The chief of the disaster mitigation agency in Brebes, Eko Andalas, said a body was found Friday and one of the people injured in the disaster had died in a hospital.

He said the number of missing is 14, down from 18, due to a duplicated name and two people incorrectly reported as victims.

The search involving more than 500 rescuers including police, volunteers and soldiers was halted due to heavy rains.

Farmers were working in their rice paddies in Central Java's Brebes district Thursday morning when the soggy hillside above them collapsed under the weight of torrential rains.

Survivors described a sudden roar as the landslide was unleashed, sweeping trees and everything else in its path toward the terraced rice fields below.

Seasonal rains cause widespread flooding and landslides across much of Indonesia, an archipelago of more than 17,000 islands.
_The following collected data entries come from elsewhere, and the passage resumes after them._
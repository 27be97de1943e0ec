use navroute::hot_reload::{reload_routes, watch_routes};
use navroute::registrar::NavigationSystem;
use navroute::view::ViewBindings;
use std::sync::{Arc, Mutex};
use std::time::Duration;

mod common;
use common::temp_files;

const ROUTES_V1: &str = "- path: home\n  component: Home\n";
const ROUTES_V2: &str = "- path: start\n  component: Home\n- path: home\n  redirectTo: start\n";

fn system() -> Arc<NavigationSystem> {
    Arc::new(NavigationSystem::with_routes(Vec::new(), ViewBindings::named(["Home"])).unwrap())
}

#[test]
fn test_reload_remounts() {
    let file = temp_files::create_temp_yaml(ROUTES_V1);
    let path = file.path();
    let system = system();
    assert!(reload_routes(&path, &system, "app").is_some());
    assert!(system.tree().resolve_default("app/home").is_ok());

    std::fs::write(&path, ROUTES_V2).unwrap();
    let tree = reload_routes(&path, &system, "app").unwrap();
    assert_eq!(tree.resolve_default("app/home").unwrap().url, "app/start");
    assert_eq!(system.mounts(), vec!["app".to_string()]);
}

#[test]
fn test_invalid_file_keeps_previous_tree() {
    let file = temp_files::create_temp_yaml(ROUTES_V1);
    let path = file.path();
    let system = system();
    reload_routes(&path, &system, "app").unwrap();
    let before = system.tree();

    std::fs::write(&path, "- path: [not, a, string]\n").unwrap();
    assert!(reload_routes(&path, &system, "app").is_none());
    // Unbound view
    std::fs::write(&path, "- path: home\n  component: Missing\n").unwrap();
    assert!(reload_routes(&path, &system, "app").is_none());
    // Duplicate siblings
    std::fs::write(&path, "- path: a\n  component: Home\n- path: a\n  component: Home\n").unwrap();
    assert!(reload_routes(&path, &system, "app").is_none());

    assert!(Arc::ptr_eq(&before, &system.tree()));
}

#[test]
fn test_watch_routes_reload() {
    let file = temp_files::create_temp_yaml(ROUTES_V1);
    let path = file.path();
    let system = system();
    reload_routes(&path, &system, "app").unwrap();

    let updates: Arc<Mutex<Vec<usize>>> = Arc::new(Mutex::new(Vec::new()));
    let updates_clone = Arc::clone(&updates);
    let watcher = watch_routes(&path, Arc::clone(&system), "app", move |tree| {
        updates_clone.lock().unwrap().push(tree.len());
    })
    .expect("watch_routes");

    // allow watcher thread to start
    std::thread::sleep(Duration::from_millis(100));

    std::fs::write(&path, ROUTES_V2).unwrap();

    for _ in 0..40 {
        if system.tree().resolve_default("app/start").is_ok() {
            break;
        }
        std::thread::sleep(Duration::from_millis(50));
    }

    assert!(system.tree().resolve_default("app/start").is_ok());
    assert!(!updates.lock().unwrap().is_empty());

    drop(watcher);
}
impl RouteNode {
    #[must_use]
    pub fn id(&self) -> RouteId {
        self.id
    }

    /// Declared path (translated in localized trees).
    #[must_use]
    pub fn path(&self) -> &str {
        &self.path
    }

    #[must_use]
    pub fn segments(&self) -> &[Segment] {
        &self.segments
    }

    #[must_use]
    pub fn policy(&self) -> MatchPolicy {
        self.policy
    }

    #[must_use]
    pub fn metadata(&self) -> &Metadata {
        &self.metadata
    }

    #[must_use]
    pub fn kind(&self) -> &RouteKind {
        &self.kind
    }

    /// Breadcrumb translation key, if this node carries one.
    #[must_use]
    pub fn breadcrumb(&self) -> Option<&str> {
        self.metadata.get(BREADCRUMB_KEY).and_then(|v| v.as_str())
    }

    /// View bound to this node, if any.
    #[must_use]
    pub fn view(&self) -> Option<&ViewId> {
        match &self.kind {
            RouteKind::Leaf { view } => Some(view),
            RouteKind::Branch { view, .. } => view.as_ref(),
            RouteKind::Redirect { .. } => None,
        }
    }

    /// Redirect target, if this node is a redirect.
    #[must_use]
    pub fn redirect_to(&self) -> Option<&str> {
        match &self.kind {
            RouteKind::Redirect { to } => Some(to),
            _ => None,
        }
    }

    #[must_use]
    pub fn children(&self) -> &[RouteNode] {
        match &self.kind {
            RouteKind::Branch { children, .. } => children,
            _ => &[],
        }
    }

    fn to_decl(&self) -> RouteDecl {
        let (view, redirect_to, children) = match &self.kind {
            RouteKind::Redirect { to } => (None, Some(to.to_string()), Vec::new()),
            RouteKind::Leaf { view } => (Some(view.to_string()), None, Vec::new()),
            RouteKind::Branch { view, children } => (
                view.as_ref().map(ViewId::to_string),
                None,
                children.iter().map(RouteNode::to_decl).collect(),
            ),
        };
        RouteDecl {
            path: self.path.to_string(),
            view,
            redirect_to,
            path_match: Some(self.policy),
            data: (*self.metadata).clone(),
            children,
        }
    }
}

/// Immutable, validated forest of routes for one feature area.
#[derive(Debug, Clone, Default)]
pub struct RouteTree {
    pub(crate) roots: Vec<RouteNode>,
    pub(crate) len: usize,
}

/// Build and validate a tree from declarations.
///
/// Validation happens here, never at navigation time: duplicate siblings,
/// redirects that also declare a view or children, empty routes and
/// malformed segments are all rejected with [`ConfigError`].
pub fn build_tree(decls: &[RouteDecl]) -> Result<RouteTree, ConfigError> {
    let mut next_id = 0u32;
    let roots = build_level(decls, "", &mut next_id)?;
    let tree = RouteTree {
        roots,
        len: next_id as usize,
    };
    info!(
        routes_count = tree.len,
        top_level = tree.roots.len(),
        "Route tree built"
    );
    Ok(tree)
}

fn build_level(
    decls: &[RouteDecl],
    parent: &str,
    next_id: &mut u32,
) -> Result<Vec<RouteNode>, ConfigError> {
    let mut seen: HashSet<(String, MatchPolicy)> = HashSet::with_capacity(decls.len());
    let mut nodes = Vec::with_capacity(decls.len());

    for decl in decls {
        let segments = parse_path(&decl.path)?;
        let policy = decl.policy();
        let key = normalized_key(&segments);
        if !seen.insert((key.clone(), policy)) {
            return Err(ConfigError::DuplicateSibling {
                parent: parent.to_string(),
                path: key,
                policy,
            });
        }

        let id = RouteId(*next_id);
        *next_id += 1;

        let full_path = join_path(parent, decl.path.trim_matches('/'));
        let kind = match (&decl.redirect_to, &decl.view, decl.children.is_empty()) {
            (Some(_), Some(_), _) => {
                return Err(ConfigError::RedirectWithView {
                    path: full_path,
                })
            }
            (Some(_), None, false) => {
                return Err(ConfigError::RedirectWithChildren {
                    path: full_path,
                })
            }
            (Some(to), None, true) => RouteKind::Redirect {
                to: Arc::from(to.as_str()),
            },
            (None, Some(view), true) => RouteKind::Leaf {
                view: ViewId::new(view),
            },
            (None, view, false) => RouteKind::Branch {
                view: view.as_deref().map(ViewId::new),
                children: build_level(&decl.children, &full_path, next_id)?,
            },
            (None, None, true) => return Err(ConfigError::EmptyRoute { path: full_path }),
        };

        debug!(
            route_id = id.0,
            path = %full_path,
            policy = %policy,
            "Route node validated"
        );

        nodes.push(RouteNode {
            id,
            path: Arc::from(decl.path.trim_matches('/')),
            segments,
            policy,
            metadata: Arc::new(decl.data.clone()),
            kind,
        });
    }

    Ok(nodes)
}

fn join_path(parent: &str, child: &str) -> String {
    match (parent.is_empty(), child.is_empty()) {
        (true, _) => child.to_string(),
        (false, true) => parent.to_string(),
        (false, false) => format!("{parent}/{child}"),
    }
}
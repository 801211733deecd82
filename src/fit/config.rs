//! # 拟合配置
//!
//! TOML 格式，除 `[basis]` 外所有字段都有缺省值：
//!
//! ```toml
//! n_committee = 8
//! seed = 10
//!
//! [basis]
//! elements = ["Al"]
//! maxdeg = 6
//! r_cut = 3.75
//! r_in = 2.0
//! r_0 = 2.828
//!
//! [solver]
//! kind = "bayesian_ridge"
//!
//! [weights]
//! E = 10.0
//! F = 1.0
//! V = 1.0
//!
//! [data_keys]
//! E = "REF_energy"
//! F = "REF_forces"
//! V = "REF_virial"
//!
//! [e0s]
//! Al = 0.0
//! ```
//!
//! ## 依赖关系
//! - 被 `commands/fit.rs` 使用
//! - 使用 `serde` + `toml`

use crate::error::{AceError, Result};
use crate::fit::basis::BasisInfo;
use crate::fit::problem::PropertyWeights;
use crate::fit::solver::SolverConfig;
use crate::report::DataKeys;

use serde::{Deserialize, Serialize};
use std::collections::BTreeMap;
use std::fs;
use std::path::Path;

fn default_n_committee() -> usize {
    8
}

fn default_seed() -> u64 {
    10
}

/// 拟合配置
#[derive(Debug, Clone, PartialEq, Serialize, Deserialize)]
pub struct FitConfig {
    pub basis: BasisInfo,

    #[serde(default)]
    pub solver: SolverConfig,

    #[serde(default)]
    pub weights: PropertyWeights,

    #[serde(default)]
    pub data_keys: DataKeys,

    /// 孤立原子能量，缺省为空（由调用方补零）
    #[serde(default)]
    pub e0s: BTreeMap<String, f64>,

    #[serde(default = "default_n_committee")]
    pub n_committee: usize,

    #[serde(default = "default_seed")]
    pub seed: u64,
}

impl FitConfig {
    /// 从 TOML 文件读取
    pub fn load(path: &Path) -> Result<Self> {
        if !path.exists() {
            return Err(AceError::FileNotFound {
                path: path.display().to_string(),
            });
        }
        let content = fs::read_to_string(path).map_err(|e| AceError::FileReadError {
            path: path.display().to_string(),
            source: e,
        })?;
        Self::from_toml_str(&content)
    }

    pub fn from_toml_str(content: &str) -> Result<Self> {
        Ok(toml::from_str(content)?)
    }

    /// 孤立原子能量；未给出的元素补 0
    pub fn e0s_or_zero(&self) -> BTreeMap<String, f64> {
        let mut e0s = self.e0s.clone();
        for el in &self.basis.elements {
            e0s.entry(el.clone()).or_insert_with(|| {
                log::warn!("no E0 given for {}, using 0", el);
                0.0
            });
        }
        e0s
    }
}

#[cfg(test)]
mod tests {
    use super::*;
    use crate::fit::solver::BayesianRidge;

    #[test]
    fn test_minimal_config_uses_defaults() {
        let config = FitConfig::from_toml_str(
            r#"
            [basis]
            elements = ["Al"]
            maxdeg = 6
            r_cut = 3.75
            r_in = 2.0
            r_0 = 2.828
            "#,
        )
        .unwrap();

        assert_eq!(config.n_committee, 8);
        assert_eq!(config.seed, 10);
        assert_eq!(config.data_keys, DataKeys::default());
        assert_eq!(config.weights, PropertyWeights::default());
        assert_eq!(config.solver, SolverConfig::BayesianRidge(BayesianRidge::default()));
        assert_eq!(config.e0s_or_zero().get("Al"), Some(&0.0));
    }

    #[test]
    fn test_full_config() {
        let config = FitConfig::from_toml_str(
            r#"
            n_committee = 4
            seed = 1

            [basis]
            elements = ["Al"]
            maxdeg = 6
            r_cut = 3.75
            r_in = 2.0
            r_0 = 2.828

            [solver]
            kind = "ridge"
            lambda = 0.01

            [weights]
            E = 10.0

            [data_keys]
            E = "REF_energy"
            F = "REF_forces"
            V = "REF_virial"

            [e0s]
            Al = -0.5
            "#,
        )
        .unwrap();

        assert_eq!(config.n_committee, 4);
        assert_eq!(config.weights, PropertyWeights::new(10.0, 1.0, 1.0));
        assert_eq!(config.data_keys.energy, "REF_energy");
        assert_eq!(config.e0s_or_zero().get("Al"), Some(&-0.5));
    }

    #[test]
    fn test_missing_basis_is_error() {
        assert!(matches!(
            FitConfig::from_toml_str("seed = 3\n"),
            Err(AceError::TomlError(_))
        ));
    }
}
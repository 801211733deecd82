//! # dimers 命令实现
//!
//! 绘制所选计算器的二聚体 E(r) 曲线。
//!
//! ## 依赖关系
//! - 使用 `cli/dimers.rs` 定义的参数
//! - 使用 `plot/dimers.rs`
//! - 使用 `utils/output.rs`, `utils/progress.rs`

use crate::cli::dimers::DimersArgs;
use crate::error::Result;
use crate::plot::plot_dimers;
use crate::utils::{output, progress};

/// 执行 dimers 命令
pub fn execute(args: DimersArgs) -> Result<()> {
    output::print_header("Dimer Curves");

    let calc = super::build_calculator(&args.calculator)?;
    output::print_info(&format!("Calculator: {}", calc.name()));
    if calc.is_biased() {
        output::print_info("Biased calculator: plotting the unbiased energy");
    }

    let spinner = progress::create_spinner("Scanning dimer separations...");
    let curves = plot_dimers(
        calc.as_ref(),
        &args.elements,
        &args.output,
        args.e_range,
        args.r_range,
    );
    spinner.finish_and_clear();
    let curves = curves?;

    for curve in &curves.curves {
        let (i_min, e_min) = curve
            .energy
            .iter()
            .enumerate()
            .fold((0, f64::INFINITY), |best, (i, &e)| if e < best.1 { (i, e) } else { best });
        output::print_info(&format!(
            "{}: minimum {:.4} eV at r = {:.3} Å",
            curve.label(),
            e_min,
            curve.r.get(i_min).copied().unwrap_or(f64::NAN)
        ));
    }
    output::print_info(&format!(
        "y range: {:.3} .. {:.3} eV",
        curves.y_limits.0, curves.y_limits.1
    ));

    output::print_success(&format!("Wrote {}", args.output.display()));
    Ok(())
}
Millions of people live in mountainous regions and on flood plains.

Degradation of land by conversion of it from natural forest to pulp wood and palm oil plantations can also be a factor in landslides.

But at a news conference in Jakarta, National Disaster Mitigation Agency spokesman Sutopo Purwo Nugroho said the landslide in Brebes was purely a natural disaster and not due to the hillside being part of a planation forest.

"It was caused by land movement following continuing torrential rain in the past two weeks," he said.

The steep slopes meant there was high potential for ground movement in wet conditions, Nugroho said.